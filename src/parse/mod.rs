//! Parsing and the AST cache
//!
//! Each source file is parsed exactly once per run; the resulting tree,
//! source bytes, and language tag live in the [`AstCache`] for the rest of
//! the run so pass 2 and return-type inference can revisit any file without
//! reparsing. Parse invocations are counted so tests can observe the
//! parse-once property.

use crate::core::error::{Error, Result};
use crate::lang::Lang;
use once_cell::sync::Lazy;
use std::collections::{BTreeMap, HashMap};
use std::path::{Path, PathBuf};
use std::sync::atomic::{AtomicUsize, Ordering};
use std::sync::Mutex;
use tree_sitter::{Node, Parser, Tree};

static PARSE_INVOCATIONS: AtomicUsize = AtomicUsize::new(0);
static PARSE_COUNTS: Lazy<Mutex<HashMap<PathBuf, usize>>> =
    Lazy::new(|| Mutex::new(HashMap::new()));

/// Number of tree-sitter parse calls made by this process so far.
pub fn parse_invocations() -> usize {
    PARSE_INVOCATIONS.load(Ordering::Relaxed)
}

/// How often a specific path has been handed to the parser. The driver
/// parses by absolute path, so a run's files are individually observable.
pub fn parse_count(path: &Path) -> usize {
    PARSE_COUNTS
        .lock()
        .map(|counts| counts.get(path).copied().unwrap_or(0))
        .unwrap_or(0)
}

/// A parsed source file retained for the whole run
pub struct ParsedFile {
    pub tree: Tree,
    pub source: Vec<u8>,
    pub lang: Lang,
}

impl ParsedFile {
    pub fn root(&self) -> Node<'_> {
        self.tree.root_node()
    }
}

/// Repo-relative path → parsed file. BTreeMap so every pass iterates files
/// in a stable order.
pub type AstCache = BTreeMap<PathBuf, ParsedFile>;

/// Parse one file's content. Sources must be UTF-8; identifier extraction
/// reads node text throughout the run.
pub fn parse_source(path: &Path, source: Vec<u8>, lang: Lang) -> Result<ParsedFile> {
    if let Err(e) = std::str::from_utf8(&source) {
        return Err(Error::FileParse {
            path: path.to_path_buf(),
            message: format!("not valid UTF-8: {e}"),
        });
    }

    let mut parser = Parser::new();
    parser
        .set_language(&lang.grammar())
        .map_err(|e| Error::FileParse {
            path: path.to_path_buf(),
            message: e.to_string(),
        })?;

    PARSE_INVOCATIONS.fetch_add(1, Ordering::Relaxed);
    if let Ok(mut counts) = PARSE_COUNTS.lock() {
        *counts.entry(path.to_path_buf()).or_insert(0) += 1;
    }
    let tree = parser
        .parse(&source, None)
        .ok_or_else(|| Error::FileParse {
            path: path.to_path_buf(),
            message: "parser returned no tree".to_string(),
        })?;

    Ok(ParsedFile { tree, source, lang })
}

/// Decode a node's text from the file's source bytes.
pub fn node_text<'a>(node: Node<'_>, source: &'a [u8]) -> Option<&'a str> {
    node.utf8_text(source).ok()
}
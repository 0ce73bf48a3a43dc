// Copyright (C) 2026 Fred Clausen
// Use of this source code is governed by an MIT-style
// license that can be found in the LICENSE file or at
// https://opensource.org/licenses/MIT.

use crate::{
    AssetType, DomainError, Enumeration, MeasurementUnitType, MeteringPointType, NetSettlementGroup,
    ReadingOccurrence, SettlementMethod, get_all,
};

#[test]
fn test_from_name_finds_member() {
    let group: NetSettlementGroup = NetSettlementGroup::from_name("NinetyNine").unwrap();
    assert_eq!(group, NetSettlementGroup::NinetyNine);
}

#[test]
fn test_from_name_is_case_sensitive() {
    let result: Result<ReadingOccurrence, DomainError> = ReadingOccurrence::from_name("hourly");
    assert_eq!(
        result,
        Err(DomainError::UnknownEnumerationValue {
            enumeration: "ReadingOccurrence",
            name: String::from("hourly"),
        })
    );
}

#[test]
fn test_from_name_ignore_case_uppercases_both_sides() {
    let unit: MeasurementUnitType = MeasurementUnitType::from_name_ignore_case("kwh").unwrap();
    assert_eq!(unit, MeasurementUnitType::KWh);

    assert!(MeasurementUnitType::from_name_ignore_case("kwhs").is_err());
}

#[test]
fn test_get_all_returns_members_in_declaration_order() {
    let methods: &[SettlementMethod] = get_all::<SettlementMethod>();
    assert_eq!(
        methods,
        &[
            SettlementMethod::Flex,
            SettlementMethod::Profiled,
            SettlementMethod::NonProfiled,
        ]
    );
}

#[test]
fn test_names_are_unique() {
    let names: std::collections::HashSet<&str> = MeteringPointType::ALL
        .iter()
        .map(Enumeration::name)
        .collect();
    assert_eq!(names.len(), MeteringPointType::ALL.len());

    let names: std::collections::HashSet<&str> =
        AssetType::ALL.iter().map(Enumeration::name).collect();
    assert_eq!(names.len(), AssetType::ALL.len());
}

#[test]
fn test_display_and_parse_use_member_name() {
    let parsed: MeteringPointType = "VEProduction".parse().unwrap();
    assert_eq!(parsed, MeteringPointType::VEProduction);
    assert_eq!(parsed.to_string(), "VEProduction");
}

#[test]
fn test_only_consumption_production_and_exchange_are_parents() {
    let parents: Vec<MeteringPointType> = MeteringPointType::ALL
        .iter()
        .copied()
        .filter(|t| t.is_parent())
        .collect();
    assert_eq!(
        parents,
        vec![
            MeteringPointType::Consumption,
            MeteringPointType::Production,
            MeteringPointType::Exchange,
        ]
    );
}

#[test]
fn test_groups_without_net_settlement() {
    assert!(NetSettlementGroup::Zero.is_without_net_settlement());
    assert!(NetSettlementGroup::NinetyNine.is_without_net_settlement());
    assert!(!NetSettlementGroup::Six.is_without_net_settlement());
}

#[test]
fn test_enumerations_serialize_as_names() {
    let json: String = serde_json::to_string(&MeasurementUnitType::KVArh).unwrap();
    assert_eq!(json, "\"KVArh\"");
}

##########

— Work to be completed —
Your task is to repeat the entries exactly.

— Solution for this task —
filename src/parse/mod.rs
//! Parsing and the AST cache
//!
//! Each source file is parsed exactly once per run; the resulting tree,
//! source bytes, and language tag live in the [`AstCache`] for the rest of
//! the run so pass 2 and return-type inference can revisit any file without
//! reparsing. Parse invocations are counted so tests can observe the
//! parse-once property.

use crate::core::error::{Error, Result};
use crate::lang::Lang;
use once_cell::sync::Lazy;
use std::collections::{BTreeMap, HashMap};
use std::path::{Path, PathBuf};
use std::sync::atomic::{AtomicUsize, Ordering};
use std::sync::Mutex;
use tree_sitter::{Node, Parser, Tree};

static PARSE_INVOCATIONS: AtomicUsize = AtomicUsize::new(0);
static PARSE_COUNTS: Lazy<Mutex<HashMap<PathBuf, usize>>> =
    Lazy::new(|| Mutex::new(HashMap::new()));

/// Number of tree-sitter parse calls made by this process so far.
pub fn parse_invocations() -> usize {
    PARSE_INVOCATIONS.load(Ordering::Relaxed)
}

/// How often a specific path has been handed to the parser. The driver
/// parses by absolute path, so a run's files are individually observable.
pub fn parse_count(path: &Path) -> usize {
    PARSE_COUNTS
        .lock()
        .map(|counts| counts.get(path).copied().unwrap_or(0))
        .unwrap_or(0)
}

/// A parsed source file retained for the whole run
pub struct ParsedFile {
    pub tree: Tree,
    pub source: Vec<u8>,
    pub lang: Lang,
}

impl ParsedFile {
    pub fn root(&self) -> Node<'_> {
        self.tree.root_node()
    }
}

/// Repo-relative path → parsed file. BTreeMap so every pass iterates files
/// in a stable order.
pub type AstCache = BTreeMap<PathBuf, ParsedFile>;

/// Parse one file's content. Sources must be UTF-8; identifier extraction
/// reads node text throughout the run.
pub fn parse_source(path: &Path, source: Vec<u8>, lang: Lang) -> Result<ParsedFile> {
    if let Err(e) = std::str::from_utf8(&source) {
        return Err(Error::FileParse {
            path: path.to_path_buf(),
            message: format!("not valid UTF-8: {e}"),
        });
    }

    let mut parser = Parser::new();
    parser
        .set_language(&lang.grammar())
        .map_err(|e| Error::FileParse {
            path: path.to_path_buf(),
            message: e.to_string(),
        })?;

    PARSE_INVOCATIONS.fetch_add(1, Ordering::Relaxed);
    if let Ok(mut counts) = PARSE_COUNTS.lock() {
        *counts.entry(path.to_path_buf()).or_insert(0) += 1;
    }
    let tree = parser
        .parse(&source, None)
        .ok_or_else(|| Error::FileParse {
            path: path.to_path_buf(),
            message: "parser returned no tree".to_string(),
        })?;

    Ok(ParsedFile { tree, source, lang })
}

/// Decode a node's text from the file's source bytes.
pub fn node_text<'a>(node: Node<'_>, source: &'a [u8]) -> Option<&'a str> {
    node.utf8_text(source).ok()
}
repository 0ce73bf48a3a43dc
// Copyright (C) 2026 Fred Clausen
// Use of this source code is governed by an MIT-style
// license that can be found in the LICENSE file or at
// https://opensource.org/licenses/MIT.

use crate::{
    AssetType, DomainError, Enumeration, MeasurementUnitType, MeteringPointType, NetSettlementGroup,
    ReadingOccurrence, SettlementMethod, get_all,
};

#[test]
fn test_from_name_finds_member() {
    let group: NetSettlementGroup = NetSettlementGroup::from_name("NinetyNine").unwrap();
    assert_eq!(group, NetSettlementGroup::NinetyNine);
}

#[test]
fn test_from_name_is_case_sensitive() {
    let result: Result<ReadingOccurrence, DomainError> = ReadingOccurrence::from_name("hourly");
    assert_eq!(
        result,
        Err(DomainError::UnknownEnumerationValue {
            enumeration: "ReadingOccurrence",
            name: String::from("hourly"),
        })
    );
}

#[test]
fn test_from_name_ignore_case_uppercases_both_sides() {
    let unit: MeasurementUnitType = MeasurementUnitType::from_name_ignore_case("kwh").unwrap();
    assert_eq!(unit, MeasurementUnitType::KWh);

    assert!(MeasurementUnitType::from_name_ignore_case("kwhs").is_err());
}

#[test]
fn test_get_all_returns_members_in_declaration_order() {
    let methods: &[SettlementMethod] = get_all::<SettlementMethod>();
    assert_eq!(
        methods,
        &[
            SettlementMethod::Flex,
            SettlementMethod::Profiled,
            SettlementMethod::NonProfiled,
        ]
    );
}

#[test]
fn test_names_are_unique() {
    let names: std::collections::HashSet<&str> = MeteringPointType::ALL
        .iter()
        .map(Enumeration::name)
        .collect();
    assert_eq!(names.len(), MeteringPointType::ALL.len());

    let names: std::collections::HashSet<&str> =
        AssetType::ALL.iter().map(Enumeration::name).collect();
    assert_eq!(names.len(), AssetType::ALL.len());
}

#[test]
fn test_display_and_parse_use_member_name() {
    let parsed: MeteringPointType = "VEProduction".parse().unwrap();
    assert_eq!(parsed, MeteringPointType::VEProduction);
    assert_eq!(parsed.to_string(), "VEProduction");
}

#[test]
fn test_only_consumption_production_and_exchange_are_parents() {
    let parents: Vec<MeteringPointType> = MeteringPointType::ALL
        .iter()
        .copied()
        .filter(|t| t.is_parent())
        .collect();
    assert_eq!(
        parents,
        vec![
            MeteringPointType::Consumption,
            MeteringPointType::Production,
            MeteringPointType::Exchange,
        ]
    );
}

#[test]
fn test_groups_without_net_settlement() {
    assert!(NetSettlementGroup::Zero.is_without_net_settlement());
    assert!(NetSettlementGroup::NinetyNine.is_without_net_settlement());
    assert!(!NetSettlementGroup::Six.is_without_net_settlement());
}

#[test]
fn test_enumerations_serialize_as_names() {
    let json: String = serde_json::to_string(&MeasurementUnitType::KVArh).unwrap();
    assert_eq!(json, "\"KVArh\"");
}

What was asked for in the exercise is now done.